ENTRIES SUPPLIED START
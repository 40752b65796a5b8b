mod platform;

use glfw::{Action, Key, MouseButton, WindowEvent};
use ngl_demos::{Example, InputAction, LoopFeedback};
use ngl_glfw::GlfwSurface;
use ngl_windowing::{WindowDim, WindowOpt};
use platform::DesktopPlatformServices;
use std::{error::Error, iter, path::PathBuf, time::Instant};
use structopt::StructOpt;

#[derive(Debug, StructOpt)]
pub struct CLIOpts {
  #[structopt(short, long)]
  /// Directory where to pick textures and texture packs from.
  textures: Option<PathBuf>,

  #[structopt(short, long)]
  /// Directory where to pick the default OBJ meshes from.
  meshes: Option<PathBuf>,

  #[structopt(long)]
  /// OBJ file to view with obj-viewer.
  obj: Option<PathBuf>,

  #[structopt(long)]
  /// Texture applied to the OBJ file viewed with obj-viewer.
  texture: Option<PathBuf>,

  #[structopt(long)]
  /// Seed used by the demos generating random scenes.
  seed: Option<u64>,

  #[structopt(short, long)]
  /// List available examples.
  list_examples: bool,

  /// Example to run.
  example: Option<String>,
}

/// Macro to declaratively add examples.
macro_rules! examples {
  ($($ex_name:literal, $ex_ident:ident),* $(,)?) => {
    fn show_available_examples() {
      println!("available examples:");
      $( println!("  - {}", $ex_name); )*
    }

    // run an example based on its name
    fn pick_and_run_example(cli_opts: CLIOpts) {
      let example_name = cli_opts.example.clone();
      let r = match example_name.as_deref() {
        $(
          Some($ex_name) => run_example::<ngl_demos::$ex_ident::LocalExample>(cli_opts, $ex_name),
        )*

        _ => {
          log::error!("no example found");
          show_available_examples();
          Ok(())
        }
      };

      if let Err(e) = r {
        log::error!("{}", e);
      }
    }
  }
}

const WINDOW_WIDTH: u32 = 1024;
const WINDOW_HEIGHT: u32 = 720;

// Run an example until it exits or fails.
fn run_example<E>(cli_opts: CLIOpts, name: &str) -> Result<(), Box<dyn Error>>
where
  E: Example,
{
  // check the features so that we know what we need to load
  let mut services = DesktopPlatformServices::new(cli_opts, E::features())?;

  let dim = WindowDim::Windowed {
    width: WINDOW_WIDTH,
    height: WINDOW_HEIGHT,
  };
  let surface = GlfwSurface::new_gl41(name, WindowOpt::default().set_dim(dim))?;
  let mut context = surface.context;
  let events = surface.events_rx;

  let example = E::bootstrap(&mut services, &mut context)?;
  let start_t = Instant::now();

  // the first frame gets the actual framebuffer size, which can differ from the window size on
  // high-DPI screens
  let [width, height] = context.size();
  let feedback = example.render_frame(
    0.,
    iter::once(InputAction::Resized { width, height }),
    &mut context,
  )?;
  let mut example = match feedback {
    LoopFeedback::Exit => return Ok(()),
    LoopFeedback::Continue(example) => example,
  };

  loop {
    context.window.glfw.poll_events();
    let actions = glfw::flush_messages(&events).flat_map(|(_, event)| adapt_events(event));

    let t = start_t.elapsed().as_secs_f32();
    match example.render_frame(t, actions, &mut context)? {
      LoopFeedback::Continue(stepped) => {
        example = stepped;
        context.swap_buffers();
      }

      LoopFeedback::Exit => break,
    }
  }

  log::info!("bye");
  Ok(())
}

fn adapt_events(event: WindowEvent) -> Option<InputAction> {
  match event {
    WindowEvent::Close | WindowEvent::Key(Key::Escape, _, Action::Release, _) => {
      Some(InputAction::Quit)
    }

    WindowEvent::Key(key, _, Action::Press, _) | WindowEvent::Key(key, _, Action::Repeat, _) => {
      log::debug!("key press: {:?}", key);
      match key {
        Key::W => Some(InputAction::Wireframe),
        Key::S => Some(InputAction::Fill),
        Key::Space => Some(InputAction::Reset),
        Key::Up => Some(InputAction::Forward),
        Key::Down => Some(InputAction::Backward),
        Key::Left => Some(InputAction::Left),
        Key::Right => Some(InputAction::Right),
        Key::A => Some(InputAction::Key('a')),
        Key::R => Some(InputAction::Key('r')),
        Key::Num1 => Some(InputAction::Key('1')),
        Key::Num2 => Some(InputAction::Key('2')),
        Key::Num3 => Some(InputAction::Key('3')),
        Key::Num4 => Some(InputAction::Key('4')),
        Key::Num5 => Some(InputAction::Key('5')),
        Key::Num6 => Some(InputAction::Key('6')),
        Key::Num7 => Some(InputAction::Key('7')),
        Key::Num8 => Some(InputAction::Key('8')),
        _ => None,
      }
    }

    WindowEvent::MouseButton(MouseButton::Button1, action, _) => match action {
      Action::Press => Some(InputAction::PrimaryPressed),
      Action::Release => Some(InputAction::PrimaryReleased),
      _ => None,
    },

    WindowEvent::MouseButton(MouseButton::Button2, action, _) => match action {
      Action::Press => Some(InputAction::SecondaryPressed),
      Action::Release => Some(InputAction::SecondaryReleased),
      _ => None,
    },

    WindowEvent::CursorPos(x, y) => Some(InputAction::CursorMoved {
      x: x as _,
      y: y as _,
    }),

    WindowEvent::FramebufferSize(width, height) => Some(InputAction::Resized {
      width: width.max(0) as _,
      height: height.max(0) as _,
    }),

    WindowEvent::Scroll(_, amount) => Some(InputAction::VScroll {
      amount: amount as f32,
    }),

    _ => None,
  }
}

examples! {
  "blank", blank,
  "boid", boid,
  "boid-shaded", boid_shaded,
  "multi-buffer-vao", multi_buffer_vao,
  "changing-vao", changing_vao,
  "changing-vao-multi-buffer", changing_vao_multi_buffer,
  "simple-index-vao", simple_index_vao,
  "extended-vao", extended_vao,
  "sphere", sphere,
  "vao-primitives", vao_primitives,
  "simple-pbr", simple_pbr,
  "pbr-texture", pbr_texture,
  "simple-fbo", simple_fbo,
  "blit", blit,
  "obj-viewer", obj_viewer,
}

fn main() {
  env_logger::builder()
    .filter_level(log::LevelFilter::Info)
    .parse_default_env()
    .init();
  let cli_opts = CLIOpts::from_args();

  if cli_opts.list_examples {
    show_available_examples();
  } else {
    pick_and_run_example(cli_opts);
  }
}

#[cfg(test)]
mod tests {
  use super::*;
  use glfw::{Modifiers, Scancode};

  const SCANCODE: Scancode = 0;

  fn key(key: Key, action: Action) -> WindowEvent {
    WindowEvent::Key(key, SCANCODE, action, Modifiers::empty())
  }

  #[test]
  fn quitting() {
    assert_eq!(adapt_events(WindowEvent::Close), Some(InputAction::Quit));
    assert_eq!(
      adapt_events(key(Key::Escape, Action::Release)),
      Some(InputAction::Quit)
    );
    assert_eq!(adapt_events(key(Key::Escape, Action::Press)), None);
  }

  #[test]
  fn render_keys() {
    assert_eq!(
      adapt_events(key(Key::W, Action::Press)),
      Some(InputAction::Wireframe)
    );
    assert_eq!(adapt_events(key(Key::S, Action::Press)), Some(InputAction::Fill));
    assert_eq!(
      adapt_events(key(Key::Space, Action::Press)),
      Some(InputAction::Reset)
    );
    assert_eq!(adapt_events(key(Key::W, Action::Release)), None);
  }

  #[test]
  fn arrows_repeat() {
    assert_eq!(
      adapt_events(key(Key::Up, Action::Repeat)),
      Some(InputAction::Forward)
    );
    assert_eq!(
      adapt_events(key(Key::Left, Action::Press)),
      Some(InputAction::Left)
    );
  }

  #[test]
  fn character_keys() {
    assert_eq!(
      adapt_events(key(Key::Num3, Action::Press)),
      Some(InputAction::Key('3'))
    );
    assert_eq!(
      adapt_events(key(Key::R, Action::Press)),
      Some(InputAction::Key('r'))
    );
    assert_eq!(adapt_events(key(Key::Num9, Action::Press)), None);
  }

  #[test]
  fn mouse() {
    assert_eq!(
      adapt_events(WindowEvent::MouseButton(
        MouseButton::Button2,
        Action::Press,
        Modifiers::empty()
      )),
      Some(InputAction::SecondaryPressed)
    );
    assert_eq!(
      adapt_events(WindowEvent::CursorPos(10., 20.)),
      Some(InputAction::CursorMoved { x: 10., y: 20. })
    );
    assert_eq!(
      adapt_events(WindowEvent::FramebufferSize(800, 600)),
      Some(InputAction::Resized {
        width: 800,
        height: 600
      })
    );
  }
}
ENTRIES SUPPLIED END
Taking the entries above, write out exactly the lines starting with the line containing "use platform::DesktopPlatformServices;" and going on through the line containing "List available examples.", both included, and nothing else.

**EXERCISE RESULT**
use platform::DesktopPlatformServices;
use std::{error::Error, iter, path::PathBuf, time::Instant};
use structopt::StructOpt;

#[derive(Debug, StructOpt)]
pub struct CLIOpts {
  #[structopt(short, long)]
  /// Directory where to pick textures and texture packs from.
  textures: Option<PathBuf>,

  #[structopt(short, long)]
  /// Directory where to pick the default OBJ meshes from.
  meshes: Option<PathBuf>,

  #[structopt(long)]
  /// OBJ file to view with obj-viewer.
  obj: Option<PathBuf>,

  #[structopt(long)]
  /// Texture applied to the OBJ file viewed with obj-viewer.
  texture: Option<PathBuf>,

  #[structopt(long)]
  /// Seed used by the demos generating random scenes.
  seed: Option<u64>,

  #[structopt(short, long)]
  /// List available examples.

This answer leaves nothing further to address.